Abstract

Human leukocyte antigen (HLA) alleles have been associated with an increased or decreased risk of developing cervical cancer through infection with oncogenic forms of the human papillomavirus (HPV). The aim of this study was to analyze the interactions between HPV and HLA, particularly of the entire HLA and partial non-HLA regions, in invasive cervical cancers. The results showed the distribution of HPV genotypes among patients with cervical cancer in this group: the overall prevalence of HPV DNA was 91.3% (274/300). A total of 16 HPV genotypes, HPV16, 18, 58, 33, 81, 31, 68, 39, 67, 6, 11, 26, 52, 62, 66, and 70, were detected in patients with cervical cancer. Among the cervical cancer specimens, 68.7% were positive for HPV16. Genotyping was performed with 112 microsatellite markers spanning the entire HLA region and partial region of chromosome 6q15-16.3. D6S2766 and D6S2764, which are located near to the region containing the HLA-DPB genes, were negatively related with cervical cancer (OR for the D6S2766-195 allele carriers = 0.50), and positively related with cervical cancer (OR for the D6S2764-209 allele carriers = 2.44), respectively.
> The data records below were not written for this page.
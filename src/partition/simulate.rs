// Copyright 2025 STARGA Inc.
// Licensed under the Apache License, Version 2.0 (the “License”);
// you may not use this file except in compliance with the License.
// You may obtain a copy of the License at:
//     http://www.apache.org/licenses/LICENSE-2.0
//
// Unless required by applicable law or agreed to in writing, software
// distributed under the License is distributed on an “AS IS” BASIS,
// WITHOUT WARRANTIES OR CONDITIONS OF ANY KIND, either express or implied.
// See the License for the specific language governing permissions and
// limitations under the License.

// Part of the MIND project (Machine Intelligence Native Design).

//! Single-process execution of a plan: every device of the mesh is run in
//! turn on its own blocks, and collectives are performed on host arrays.

use std::collections::BTreeMap;

use crate::buffer::HostArray;
use crate::error::{invalid, Result, XcallError};
use crate::partition::{ExecutionPlan, Layout, Mesh};
use crate::types::{DType, ShapeDType};

/// Run `plan` on global `inputs` and return the global results.
pub fn execute(plan: &ExecutionPlan, inputs: &[HostArray]) -> Result<Vec<HostArray>> {
    if inputs.len() != plan.arg_specs.len() {
        return Err(invalid(format!(
            "plan takes {} arguments, got {}",
            plan.arg_specs.len(),
            inputs.len()
        )));
    }
    for (i, (input, spec)) in inputs.iter().zip(&plan.arg_specs).enumerate() {
        if input.dtype() != spec.dtype || input.dims() != spec.concrete_dims()?.as_slice() {
            return Err(invalid(format!(
                "argument {i} is {}{:?}, plan expects {spec}",
                input.dtype(),
                input.dims()
            )));
        }
    }

    let mesh = &plan.mesh;
    let result_dims: Vec<Vec<usize>> = plan
        .result_specs
        .iter()
        .map(ShapeDType::concrete_dims)
        .collect::<Result<_>>()?;
    let local_specs: Vec<ShapeDType> = plan
        .result_specs
        .iter()
        .zip(&plan.call_result_layouts)
        .zip(&result_dims)
        .map(|((spec, layout), dims)| {
            Ok(ShapeDType::from_dims(spec.dtype, &layout.local_dims(mesh, dims)?))
        })
        .collect::<Result<_>>()?;

    let mut per_device = Vec::with_capacity(mesh.num_devices());
    for device in 0..mesh.num_devices() {
        let blocks = inputs
            .iter()
            .zip(&plan.call_arg_layouts)
            .map(|(input, layout)| local_block(mesh, layout, device, input))
            .collect::<Result<Vec<_>>>()?;
        let refs: Vec<&HostArray> = blocks.iter().collect();
        let outputs = (plan.local_call)(&refs, &local_specs)?;
        if outputs.len() != local_specs.len() {
            return Err(XcallError::Internal(format!(
                "local call on device {device} returned {} results, expected {}",
                outputs.len(),
                local_specs.len()
            )));
        }
        for (out, spec) in outputs.iter().zip(&local_specs) {
            if out.dtype() != spec.dtype || out.dims() != spec.concrete_dims()?.as_slice() {
                return Err(XcallError::Internal(format!(
                    "local call on device {device} returned {}{:?}, expected {spec}",
                    out.dtype(),
                    out.dims()
                )));
            }
        }
        per_device.push(outputs);
    }

    let mut results = Vec::with_capacity(result_dims.len());
    for (r, (layout, dims)) in plan.call_result_layouts.iter().zip(&result_dims).enumerate() {
        let dtype = plan.result_specs[r].dtype;
        let mut global = HostArray::zeros(dtype, dims)?;
        let reduced = all_reduce(mesh, layout, per_device.iter().map(|outs| &outs[r]))?;
        for (device, block) in reduced.iter().enumerate() {
            let offsets = layout.block_offsets(mesh, device, dims)?;
            global.write_block(&offsets, block)?;
        }
        results.push(global);
    }
    tracing::debug!(devices = mesh.num_devices(), "partitioned call simulated");
    Ok(results)
}

fn local_block(
    mesh: &Mesh,
    layout: &Layout,
    device: usize,
    global: &HostArray,
) -> Result<HostArray> {
    if layout.dims().iter().all(Option::is_none) {
        return Ok(global.clone());
    }
    let offsets = layout.block_offsets(mesh, device, global.dims())?;
    let dims = layout.local_dims(mesh, global.dims())?;
    global.extract_block(&offsets, &dims)
}

/// Sum blocks across the partial axes of `layout`; returns one block per
/// device.
fn all_reduce<'a>(
    mesh: &Mesh,
    layout: &Layout,
    blocks: impl Iterator<Item = &'a HostArray>,
) -> Result<Vec<HostArray>> {
    let blocks: Vec<&HostArray> = blocks.collect();
    if layout.partial().is_empty() {
        return Ok(blocks.into_iter().cloned().collect());
    }
    let partial: Vec<usize> = layout
        .partial()
        .iter()
        .map(|axis| {
            mesh.axis_index(axis)
                .ok_or_else(|| invalid(format!("mesh has no axis '{axis}'")))
        })
        .collect::<Result<_>>()?;
    let group_of = |device: usize| -> Vec<usize> {
        let mut coords = mesh.coords(device);
        for &i in &partial {
            coords[i] = 0;
        }
        coords
    };

    let mut sums: BTreeMap<Vec<usize>, HostArray> = BTreeMap::new();
    for (device, block) in blocks.iter().enumerate() {
        match sums.get_mut(&group_of(device)) {
            Some(acc) => add_into(acc, block)?,
            None => {
                sums.insert(group_of(device), (*block).clone());
            }
        }
    }
    (0..blocks.len())
        .map(|device| {
            sums.get(&group_of(device))
                .cloned()
                .ok_or_else(|| XcallError::Internal("missing reduction group".into()))
        })
        .collect()
}

fn add_into(acc: &mut HostArray, block: &HostArray) -> Result<()> {
    fn add<T: crate::types::Element + std::ops::AddAssign>(
        acc: &mut HostArray,
        block: &HostArray,
    ) -> Result<()> {
        let rhs = block.as_slice::<T>()?;
        for (a, b) in acc.as_mut_slice::<T>()?.iter_mut().zip(rhs) {
            *a += *b;
        }
        Ok(())
    }
    match acc.dtype() {
        DType::F32 => add::<f32>(acc, block),
        DType::F64 => add::<f64>(acc, block),
        DType::I32 => add::<i32>(acc, block),
        DType::I64 => add::<i64>(acc, block),
        other => Err(XcallError::NotImplemented(format!(
            "all-reduce over {other} elements"
        ))),
    }
}
// Copyright 2025 STARGA Inc.
// Licensed under the Apache License, Version 2.0 (the “License”);
// you may not use this file except in compliance with the License.
// You may obtain a copy of the License at:
//     http://www.apache.org/licenses/LICENSE-2.0
//
// Unless required by applicable law or agreed to in writing, software
// distributed under the License is distributed on an “AS IS” BASIS,
// WITHOUT WARRANTIES OR CONDITIONS OF ANY KIND, either express or implied.
// See the License for the specific language governing permissions and
// limitations under the License.

// Part of the MIND project (Machine Intelligence Native Design).

use std::collections::HashSet;
use std::fmt;

use crate::error::{invalid, Result};

/// Named grid of execution units. Devices are numbered row-major over the
/// axes in declaration order.
#[derive(Debug, Clone, PartialEq, Eq, Hash)]
pub struct Mesh {
    axes: Vec<(String, usize)>,
}

impl Mesh {
    pub fn new(axes: &[(&str, usize)]) -> Result<Self> {
        let mut seen = HashSet::new();
        for &(name, size) in axes {
            if name.is_empty() {
                return Err(invalid("mesh axis names must be non-empty"));
            }
            if size == 0 {
                return Err(invalid(format!("mesh axis '{name}' has size 0")));
            }
            if !seen.insert(name) {
                return Err(invalid(format!("mesh axis '{name}' appears twice")));
            }
        }
        Ok(Self {
            axes: axes.iter().map(|&(n, s)| (n.to_string(), s)).collect(),
        })
    }

    pub fn axes(&self) -> impl Iterator<Item = (&str, usize)> {
        self.axes.iter().map(|(n, s)| (n.as_str(), *s))
    }

    pub fn axis_index(&self, name: &str) -> Option<usize> {
        self.axes.iter().position(|(n, _)| n == name)
    }

    pub fn axis_size(&self, name: &str) -> Result<usize> {
        self.axes
            .iter()
            .find(|(n, _)| n == name)
            .map(|(_, s)| *s)
            .ok_or_else(|| invalid(format!("mesh has no axis '{name}'")))
    }

    pub fn num_devices(&self) -> usize {
        self.axes.iter().map(|(_, s)| s).product()
    }

    /// Coordinate of `device` along every axis.
    pub fn coords(&self, device: usize) -> Vec<usize> {
        let mut coords = vec![0; self.axes.len()];
        let mut rest = device;
        for (i, (_, size)) in self.axes.iter().enumerate().rev() {
            coords[i] = rest % size;
            rest /= size;
        }
        coords
    }

    pub fn coord(&self, device: usize, axis: &str) -> Result<usize> {
        let index = self
            .axis_index(axis)
            .ok_or_else(|| invalid(format!("mesh has no axis '{axis}'")))?;
        Ok(self.coords(device)[index])
    }
}

impl fmt::Display for Mesh {
    fn fmt(&self, f: &mut fmt::Formatter<'_>) -> fmt::Result {
        let parts: Vec<String> = self.axes.iter().map(|(n, s)| format!("{n}={s}")).collect();
        write!(f, "<{}>", parts.join(", "))
    }
}

/// How one array is laid out over a mesh.
///
/// Each dimension is either replicated (`None`) or split evenly along one
/// mesh axis. `partial` lists mesh axes over which each device holds a
/// partial sum that still has to be all-reduced.
#[derive(Debug, Clone, Default, PartialEq, Eq, Hash)]
pub struct Layout {
    dims: Vec<Option<String>>,
    partial: Vec<String>,
}

impl Layout {
    pub fn replicated(rank: usize) -> Self {
        Self {
            dims: vec![None; rank],
            partial: Vec::new(),
        }
    }

    pub fn new(dims: Vec<Option<String>>) -> Self {
        Self {
            dims,
            partial: Vec::new(),
        }
    }

    /// `Layout::sharded(&[Some("data"), None])`
    pub fn sharded(dims: &[Option<&str>]) -> Self {
        Self::new(dims.iter().map(|d| d.map(str::to_string)).collect())
    }

    pub fn with_partial(mut self, axes: impl IntoIterator<Item = String>) -> Self {
        for axis in axes {
            if !self.partial.contains(&axis) {
                self.partial.push(axis);
            }
        }
        self
    }

    pub fn rank(&self) -> usize {
        self.dims.len()
    }

    pub fn axis(&self, dim: usize) -> Option<&str> {
        self.dims.get(dim).and_then(|d| d.as_deref())
    }

    pub fn dims(&self) -> &[Option<String>] {
        &self.dims
    }

    pub fn partial(&self) -> &[String] {
        &self.partial
    }

    pub fn without_partial(&self) -> Self {
        Self::new(self.dims.clone())
    }

    pub fn is_replicated(&self) -> bool {
        self.partial.is_empty() && self.dims.iter().all(Option::is_none)
    }

    /// Check the layout against a mesh and a global shape.
    pub fn validate(&self, mesh: &Mesh, global: &[usize]) -> Result<()> {
        if self.dims.len() != global.len() {
            return Err(invalid(format!(
                "layout {self} has rank {}, array has rank {}",
                self.dims.len(),
                global.len()
            )));
        }
        let mut used = HashSet::new();
        for (dim, axis) in self.dims.iter().enumerate() {
            let Some(axis) = axis else { continue };
            let size = mesh.axis_size(axis)?;
            if !used.insert(axis.as_str()) {
                return Err(invalid(format!("mesh axis '{axis}' used twice in {self}")));
            }
            if global[dim] % size != 0 {
                return Err(invalid(format!(
                    "dimension {dim} of size {} is not divisible by mesh axis '{axis}' of size {size}",
                    global[dim]
                )));
            }
        }
        for axis in &self.partial {
            mesh.axis_size(axis)?;
            if !used.insert(axis.as_str()) {
                return Err(invalid(format!("mesh axis '{axis}' used twice in {self}")));
            }
        }
        Ok(())
    }

    /// Shape of the block each device holds.
    pub fn local_dims(&self, mesh: &Mesh, global: &[usize]) -> Result<Vec<usize>> {
        global
            .iter()
            .enumerate()
            .map(|(dim, &size)| match self.axis(dim) {
                Some(axis) => Ok(size / mesh.axis_size(axis)?),
                None => Ok(size),
            })
            .collect()
    }

    /// Offset of `device`'s block within the global array.
    pub fn block_offsets(
        &self,
        mesh: &Mesh,
        device: usize,
        global: &[usize],
    ) -> Result<Vec<usize>> {
        let local = self.local_dims(mesh, global)?;
        (0..global.len())
            .map(|dim| match self.axis(dim) {
                Some(axis) => Ok(mesh.coord(device, axis)? * local[dim]),
                None => Ok(0),
            })
            .collect()
    }
}

impl fmt::Display for Layout {
    fn fmt(&self, f: &mut fmt::Formatter<'_>) -> fmt::Result {
        let dims: Vec<&str> = self.dims.iter().map(|d| d.as_deref().unwrap_or("-")).collect();
        write!(f, "[{}]", dims.join(", "))?;
        if !self.partial.is_empty() {
            write!(f, "{{partial: {}}}", self.partial.join(", "))?;
        }
        Ok(())
    }
}

#[cfg(test)]
mod tests {
    use super::*;

    #[test]
    fn mesh_coords_are_row_major() {
        let mesh = Mesh::new(&[("data", 2), ("model", 3)]).unwrap();
        assert_eq!(mesh.num_devices(), 6);
        assert_eq!(mesh.coords(4), vec![1, 1]);
        assert_eq!(mesh.coord(5, "model").unwrap(), 2);
        assert!(Mesh::new(&[("x", 2), ("x", 2)]).is_err());
        assert!(Mesh::new(&[("x", 0)]).is_err());
    }

    #[test]
    fn local_blocks() {
        let mesh = Mesh::new(&[("data", 2)]).unwrap();
        let layout = Layout::sharded(&[Some("data"), None]);
        layout.validate(&mesh, &[4, 3]).unwrap();
        assert_eq!(layout.local_dims(&mesh, &[4, 3]).unwrap(), vec![2, 3]);
        assert_eq!(layout.block_offsets(&mesh, 1, &[4, 3]).unwrap(), vec![2, 0]);
        assert!(layout.validate(&mesh, &[3, 3]).is_err());
        assert!(Layout::sharded(&[Some("data"), Some("data")])
            .validate(&mesh, &[4, 4])
            .is_err());
    }

    #[test]
    fn display_marks_partial_axes() {
        let layout = Layout::sharded(&[None, Some("x")]).with_partial(["y".to_string()]);
        assert_eq!(layout.to_string(), "[-, x]{partial: y}");
        assert!(!layout.is_replicated());
        assert!(Layout::replicated(2).is_replicated());
    }
}
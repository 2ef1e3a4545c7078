// Copyright 2025 STARGA Inc.
// Licensed under the Apache License, Version 2.0 (the “License”);
// you may not use this file except in compliance with the License.
// You may obtain a copy of the License at:
//     http://www.apache.org/licenses/LICENSE-2.0
//
// Unless required by applicable law or agreed to in writing, software
// distributed under the License is distributed on an “AS IS” BASIS,
// WITHOUT WARRANTIES OR CONDITIONS OF ANY KIND, either express or implied.
// See the License for the specific language governing permissions and
// limitations under the License.

// Part of the MIND project (Machine Intelligence Native Design).

//! C header for native handler authors.

use std::fmt::Write;

use crate::abi::{ATTR_BOOL, ATTR_F64, ATTR_F64_ARRAY, ATTR_I64, ATTR_I64_ARRAY, ATTR_STR};
use crate::error::ErrorCategory;
use crate::frame::API_VERSION;
use crate::types::DType;

const PRELUDE: &str = r#"#ifndef MIND_XCALL_H
#define MIND_XCALL_H
#include <stddef.h>
#include <stdint.h>
#ifdef __cplusplus
extern "C" {
#endif
"#;

const BODY: &str = r#"
typedef struct {
    uint32_t dtype;
    uint32_t rank;
    const int64_t* dims;
    void* data;
} XcallBuffer;

typedef struct {
    const char* name;
    size_t name_len;
    uint32_t kind;
    int64_t i64_value;
    double f64_value;
    const void* ptr;
    size_t len;
} XcallAttr;

typedef struct {
    size_t struct_size;
    uint32_t api_version;
    const char* platform;
    void* stream;
    const XcallBuffer* args;
    size_t num_args;
    XcallBuffer* rets;
    size_t num_rets;
    const XcallAttr* attrs;
    size_t num_attrs;
    const void* scratch;
} XcallFrame;

typedef struct {
    uint32_t category;
    char* message;
} XcallErrorRecord;

/* Return NULL on success. */
typedef XcallErrorRecord* (*XcallHostHandler)(XcallFrame* frame);
typedef XcallErrorRecord* (*XcallStreamHandler)(void* stream, XcallFrame* frame);

uint32_t mind_xcall_api_version(void);
int mind_xcall_register(const char* name, const char* platform, XcallHostHandler handler, uint32_t api_version);
int mind_xcall_register_stream(const char* name, const char* platform, XcallStreamHandler handler, uint32_t api_version);
XcallErrorRecord* mind_xcall_error_new(uint32_t category, const char* message);
const char* mind_xcall_last_error(void);
uint32_t mind_xcall_last_error_category(void);

#ifdef __cplusplus
} // extern "C"
#endif
#endif
"#;

pub fn generate_header() -> String {
    let mut out = String::from(PRELUDE);
    let _ = writeln!(out, "\n#define MIND_XCALL_API_VERSION {API_VERSION}u\n");

    for dtype in DType::ALL {
        let _ = writeln!(
            out,
            "#define MIND_XCALL_DTYPE_{} {}",
            dtype.name().to_ascii_uppercase(),
            dtype.tag()
        );
    }
    out.push('\n');

    for raw in 0..=6u32 {
        let category = ErrorCategory::from_raw(raw);
        let _ = writeln!(
            out,
            "#define MIND_XCALL_ERROR_{} {raw}",
            category.as_str().replace(' ', "_").to_ascii_uppercase()
        );
    }
    out.push('\n');

    for (name, kind) in [
        ("BOOL", ATTR_BOOL),
        ("I64", ATTR_I64),
        ("F64", ATTR_F64),
        ("STR", ATTR_STR),
        ("I64_ARRAY", ATTR_I64_ARRAY),
        ("F64_ARRAY", ATTR_F64_ARRAY),
    ] {
        let _ = writeln!(out, "#define MIND_XCALL_ATTR_{name} {kind}");
    }

    out.push_str(BODY);
    out
}
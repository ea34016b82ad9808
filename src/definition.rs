//! Definition rows: `LogicalName,PhysicalName,DataType,RequiredFlag`.

use crate::case;
use crate::model::{DataType, PropertySpec, Skip};

pub const FIELD_COUNT: usize = 4;

const LOGICAL_NAME: usize = 0;
const PHYSICAL_NAME: usize = 1;
const DATA_TYPE: usize = 2;
const REQUIRED: usize = 3;

/// Splits a raw line on `,` and builds a spec from it.
pub fn parse_row(line: &str, snake_to_pascal: bool) -> Result<PropertySpec, Skip> {
    let fields: Vec<&str> = line.split(',').collect();
    PropertySpec::from_fields(&fields, snake_to_pascal)
}

/// Anything containing `y` (case-insensitive) marks the field as required.
pub fn is_required(flag: &str) -> bool {
    flag.trim().to_lowercase().contains('y')
}

impl PropertySpec {
    /// Fields past the fourth are ignored.
    pub fn from_fields<S: AsRef<str>>(fields: &[S], snake_to_pascal: bool) -> Result<Self, Skip> {
        if fields.len() < FIELD_COUNT {
            return Err(Skip::ShortRow);
        }

        let raw_type = fields[DATA_TYPE].as_ref().trim();
        let data_type = DataType::resolve(raw_type);
        if data_type == DataType::Unsupported {
            return Err(Skip::UnsupportedType(raw_type.to_string()));
        }

        let physical = fields[PHYSICAL_NAME].as_ref().trim();
        let physical_name = if snake_to_pascal {
            case::snake_to_pascal(&case::to_lower(physical))
        } else {
            physical.to_string()
        };

        Ok(Self {
            logical_name: fields[LOGICAL_NAME].as_ref().trim().to_string(),
            physical_name,
            data_type,
            required: is_required(fields[REQUIRED].as_ref()),
        })
    }

    /// A bare name rendered as a declaration: always a required string with
    /// no logical name.
    pub fn name_only(name: impl Into<String>) -> Self {
        Self {
            logical_name: String::new(),
            physical_name: name.into(),
            data_type: DataType::String,
            required: true,
        }
    }
}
Significant association was found for D6S1043 (allele 132) with HPV16-positive cervical cancer (OR = 4.52). There was an increased risk for carriers of alleles 112 and 132 at the D6S1043 locus, in particular for homozygotes. The present findings indicate that the antigenic presentation of HPV-derived peptides and non-HLA regions may be involved in the pathogenesis of HPV-associated cervical cancer.